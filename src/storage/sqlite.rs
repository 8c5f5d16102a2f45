//! SQLite storage implementation
//!
//! This module provides a SQLite-based implementation of the ListingStore trait.

use crate::record::{ListingRecord, Source};
use crate::storage::schema::initialize_schema;
use crate::storage::traits::{ListingStore, StorageResult};
use crate::storage::{CrawlRunRecord, CrawlRunSummary, StoredContest, UpsertOutcome};
use chrono::{DateTime, Utc};
use rusqlite::{params, Connection, OptionalExtension, Row};
use std::path::Path;

/// SQLite storage backend
pub struct SqliteListingStore {
    conn: Connection,
}

impl SqliteListingStore {
    /// Opens or creates the database at `path`
    pub fn new(path: &Path) -> StorageResult<Self> {
        let conn = Connection::open(path)?;

        conn.execute_batch(
            "
            PRAGMA journal_mode = WAL;
            PRAGMA synchronous = NORMAL;
            PRAGMA temp_store = MEMORY;
        ",
        )?;

        initialize_schema(&conn)?;

        Ok(Self { conn })
    }

    /// Creates an in-memory database (for testing)
    pub fn new_in_memory() -> StorageResult<Self> {
        let conn = Connection::open_in_memory()?;
        initialize_schema(&conn)?;
        Ok(Self { conn })
    }

    /// Upsert with an explicit timestamp for every touched row
    pub fn upsert_listings_at(
        &mut self,
        records: &[ListingRecord],
        now: DateTime<Utc>,
    ) -> StorageResult<UpsertOutcome> {
        let now = now.to_rfc3339();
        let tx = self.conn.transaction()?;
        let mut outcome = UpsertOutcome::default();

        for record in records {
            let source = record.source.tag();
            let exists = tx
                .query_row(
                    "SELECT 1 FROM contests WHERE source = ?1 AND id = ?2",
                    params![source, record.id],
                    |_| Ok(()),
                )
                .optional()?
                .is_some();

            if exists {
                tx.execute(
                    "UPDATE contests
                     SET title = ?3, d_day = ?4, host = ?5, url = ?6, category = ?7, updated_at = ?8
                     WHERE source = ?1 AND id = ?2",
                    params![
                        source,
                        record.id,
                        record.title,
                        record.d_day,
                        record.host,
                        record.url,
                        record.category,
                        now
                    ],
                )?;
                outcome.updated += 1;
            } else {
                tx.execute(
                    "INSERT INTO contests
                     (source, id, title, d_day, host, url, category, created_at, first_seen_at, updated_at)
                     VALUES (?1, ?2, ?3, ?4, ?5, ?6, ?7, ?8, ?8, ?8)",
                    params![
                        source,
                        record.id,
                        record.title,
                        record.d_day,
                        record.host,
                        record.url,
                        record.category,
                        now
                    ],
                )?;
                outcome.inserted += 1;
            }
        }

        tx.commit()?;
        tracing::debug!(
            "Upserted {} records ({} new, {} updated)",
            records.len(),
            outcome.inserted,
            outcome.updated
        );
        Ok(outcome)
    }
}

fn contest_from_row(row: &Row<'_>) -> rusqlite::Result<StoredContest> {
    let source: String = row.get(0)?;
    let source = Source::from_tag(&source).ok_or_else(|| {
        rusqlite::Error::FromSqlConversionFailure(
            0,
            rusqlite::types::Type::Text,
            format!("unknown source tag {:?}", source).into(),
        )
    })?;

    Ok(StoredContest {
        source,
        id: row.get(1)?,
        title: row.get(2)?,
        d_day: row.get(3)?,
        host: row.get(4)?,
        url: row.get(5)?,
        category: row.get(6)?,
        created_at: row.get(7)?,
        first_seen_at: row.get(8)?,
        updated_at: row.get(9)?,
    })
}

impl ListingStore for SqliteListingStore {
    // ===== Listing Records =====

    fn upsert_listings(&mut self, records: &[ListingRecord]) -> StorageResult<UpsertOutcome> {
        self.upsert_listings_at(records, Utc::now())
    }

    fn get_contest(&self, source: Source, id: &str) -> StorageResult<Option<StoredContest>> {
        let contest = self
            .conn
            .query_row(
                "SELECT source, id, title, d_day, host, url, category, created_at, first_seen_at, updated_at
                 FROM contests WHERE source = ?1 AND id = ?2",
                params![source.tag(), id],
                contest_from_row,
            )
            .optional()?;
        Ok(contest)
    }

    fn count_by_source(&self) -> StorageResult<Vec<(Source, u64)>> {
        let mut stmt = self
            .conn
            .prepare("SELECT COUNT(*) FROM contests WHERE source = ?1")?;

        let mut counts = Vec::new();
        for source in Source::ALL {
            let count: i64 = stmt.query_row(params![source.tag()], |row| row.get(0))?;
            counts.push((source, count.max(0) as u64));
        }
        Ok(counts)
    }

    // ===== Run Management =====

    fn create_run(&mut self, config_hash: &str, source: Source) -> StorageResult<i64> {
        let now = Utc::now().to_rfc3339();
        self.conn.execute(
            "INSERT INTO crawl_runs (started_at, config_hash, source) VALUES (?1, ?2, ?3)",
            params![now, config_hash, source.tag()],
        )?;
        Ok(self.conn.last_insert_rowid())
    }

    fn complete_run(&mut self, run_id: i64, summary: &CrawlRunSummary) -> StorageResult<()> {
        let now = Utc::now().to_rfc3339();
        let changed = self.conn.execute(
            "UPDATE crawl_runs SET finished_at = ?1, pages = ?2, records = ?3, errors = ?4
             WHERE id = ?5",
            params![
                now,
                summary.pages,
                summary.records as i64,
                summary.errors as i64,
                run_id
            ],
        )?;
        if changed == 0 {
            return Err(crate::storage::StorageError::RunNotFound(run_id));
        }
        Ok(())
    }

    fn get_latest_run(&self) -> StorageResult<Option<CrawlRunRecord>> {
        let run = self
            .conn
            .query_row(
                "SELECT id, started_at, finished_at, config_hash, source, pages, records, errors
                 FROM crawl_runs ORDER BY id DESC LIMIT 1",
                [],
                |row| {
                    Ok(CrawlRunRecord {
                        id: row.get(0)?,
                        started_at: row.get(1)?,
                        finished_at: row.get(2)?,
                        config_hash: row.get(3)?,
                        source: Source::from_tag(&row.get::<_, String>(4)?),
                        summary: CrawlRunSummary {
                            pages: row.get(5)?,
                            records: row.get::<_, i64>(6)?.max(0) as usize,
                            errors: row.get::<_, i64>(7)?.max(0) as usize,
                        },
                    })
                },
            )
            .optional()?;
        Ok(run)
    }
}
========
» Work item
Nothing should be left out: return all of the records exactly.

» Output of the exercise
filename src/storage/sqlite.rs
repository 8c5f5d16102a2f45
//! SQLite storage implementation
//!
//! This module provides a SQLite-based implementation of the ListingStore trait.

use crate::record::{ListingRecord, Source};
use crate::storage::schema::initialize_schema;
use crate::storage::traits::{ListingStore, StorageResult};
use crate::storage::{CrawlRunRecord, CrawlRunSummary, StoredContest, UpsertOutcome};
use chrono::{DateTime, Utc};
use rusqlite::{params, Connection, OptionalExtension, Row};
use std::path::Path;

/// SQLite storage backend
pub struct SqliteListingStore {
    conn: Connection,
}

impl SqliteListingStore {
    /// Opens or creates the database at `path`
    pub fn new(path: &Path) -> StorageResult<Self> {
        let conn = Connection::open(path)?;

        conn.execute_batch(
            "
            PRAGMA journal_mode = WAL;
            PRAGMA synchronous = NORMAL;
            PRAGMA temp_store = MEMORY;
        ",
        )?;

        initialize_schema(&conn)?;

        Ok(Self { conn })
    }

    /// Creates an in-memory database (for testing)
    pub fn new_in_memory() -> StorageResult<Self> {
        let conn = Connection::open_in_memory()?;
        initialize_schema(&conn)?;
        Ok(Self { conn })
    }

    /// Upsert with an explicit timestamp for every touched row
    pub fn upsert_listings_at(
        &mut self,
        records: &[ListingRecord],
        now: DateTime<Utc>,
    ) -> StorageResult<UpsertOutcome> {
        let now = now.to_rfc3339();
        let tx = self.conn.transaction()?;
        let mut outcome = UpsertOutcome::default();

        for record in records {
            let source = record.source.tag();
            let exists = tx
                .query_row(
                    "SELECT 1 FROM contests WHERE source = ?1 AND id = ?2",
                    params![source, record.id],
                    |_| Ok(()),
                )
                .optional()?
                .is_some();

            if exists {
                tx.execute(
                    "UPDATE contests
                     SET title = ?3, d_day = ?4, host = ?5, url = ?6, category = ?7, updated_at = ?8
                     WHERE source = ?1 AND id = ?2",
                    params![
                        source,
                        record.id,
                        record.title,
                        record.d_day,
                        record.host,
                        record.url,
                        record.category,
                        now
                    ],
                )?;
                outcome.updated += 1;
            } else {
                tx.execute(
                    "INSERT INTO contests
                     (source, id, title, d_day, host, url, category, created_at, first_seen_at, updated_at)
                     VALUES (?1, ?2, ?3, ?4, ?5, ?6, ?7, ?8, ?8, ?8)",
                    params![
                        source,
                        record.id,
                        record.title,
                        record.d_day,
                        record.host,
                        record.url,
                        record.category,
                        now
                    ],
                )?;
                outcome.inserted += 1;
            }
        }

        tx.commit()?;
        tracing::debug!(
            "Upserted {} records ({} new, {} updated)",
            records.len(),
            outcome.inserted,
            outcome.updated
        );
        Ok(outcome)
    }
}

fn contest_from_row(row: &Row<'_>) -> rusqlite::Result<StoredContest> {
    let source: String = row.get(0)?;
    let source = Source::from_tag(&source).ok_or_else(|| {
        rusqlite::Error::FromSqlConversionFailure(
            0,
            rusqlite::types::Type::Text,
            format!("unknown source tag {:?}", source).into(),
        )
    })?;

    Ok(StoredContest {
        source,
        id: row.get(1)?,
        title: row.get(2)?,
        d_day: row.get(3)?,
        host: row.get(4)?,
        url: row.get(5)?,
        category: row.get(6)?,
        created_at: row.get(7)?,
        first_seen_at: row.get(8)?,
        updated_at: row.get(9)?,
    })
}

impl ListingStore for SqliteListingStore {
    // ===== Listing Records =====

    fn upsert_listings(&mut self, records: &[ListingRecord]) -> StorageResult<UpsertOutcome> {
        self.upsert_listings_at(records, Utc::now())
    }

    fn get_contest(&self, source: Source, id: &str) -> StorageResult<Option<StoredContest>> {
        let contest = self
            .conn
            .query_row(
                "SELECT source, id, title, d_day, host, url, category, created_at, first_seen_at, updated_at
                 FROM contests WHERE source = ?1 AND id = ?2",
                params![source.tag(), id],
                contest_from_row,
            )
            .optional()?;
        Ok(contest)
    }

    fn count_by_source(&self) -> StorageResult<Vec<(Source, u64)>> {
        let mut stmt = self
            .conn
            .prepare("SELECT COUNT(*) FROM contests WHERE source = ?1")?;

        let mut counts = Vec::new();
        for source in Source::ALL {
            let count: i64 = stmt.query_row(params![source.tag()], |row| row.get(0))?;
            counts.push((source, count.max(0) as u64));
        }
        Ok(counts)
    }

    // ===== Run Management =====

    fn create_run(&mut self, config_hash: &str, source: Source) -> StorageResult<i64> {
        let now = Utc::now().to_rfc3339();
        self.conn.execute(
            "INSERT INTO crawl_runs (started_at, config_hash, source) VALUES (?1, ?2, ?3)",
            params![now, config_hash, source.tag()],
        )?;
        Ok(self.conn.last_insert_rowid())
    }

    fn complete_run(&mut self, run_id: i64, summary: &CrawlRunSummary) -> StorageResult<()> {
        let now = Utc::now().to_rfc3339();
        let changed = self.conn.execute(
            "UPDATE crawl_runs SET finished_at = ?1, pages = ?2, records = ?3, errors = ?4
             WHERE id = ?5",
            params![
                now,
                summary.pages,
                summary.records as i64,
                summary.errors as i64,
                run_id
            ],
        )?;
        if changed == 0 {
            return Err(crate::storage::StorageError::RunNotFound(run_id));
        }
        Ok(())
    }

    fn get_latest_run(&self) -> StorageResult<Option<CrawlRunRecord>> {
        let run = self
            .conn
            .query_row(
                "SELECT id, started_at, finished_at, config_hash, source, pages, records, errors
                 FROM crawl_runs ORDER BY id DESC LIMIT 1",
                [],
                |row| {
                    Ok(CrawlRunRecord {
                        id: row.get(0)?,
                        started_at: row.get(1)?,
                        finished_at: row.get(2)?,
                        config_hash: row.get(3)?,
                        source: Source::from_tag(&row.get::<_, String>(4)?),
                        summary: CrawlRunSummary {
                            pages: row.get(5)?,
                            records: row.get::<_, i64>(6)?.max(0) as usize,
                            errors: row.get::<_, i64>(7)?.max(0) as usize,
                        },
                    })
                },
            )
            .optional()?;
        Ok(run)
    }
}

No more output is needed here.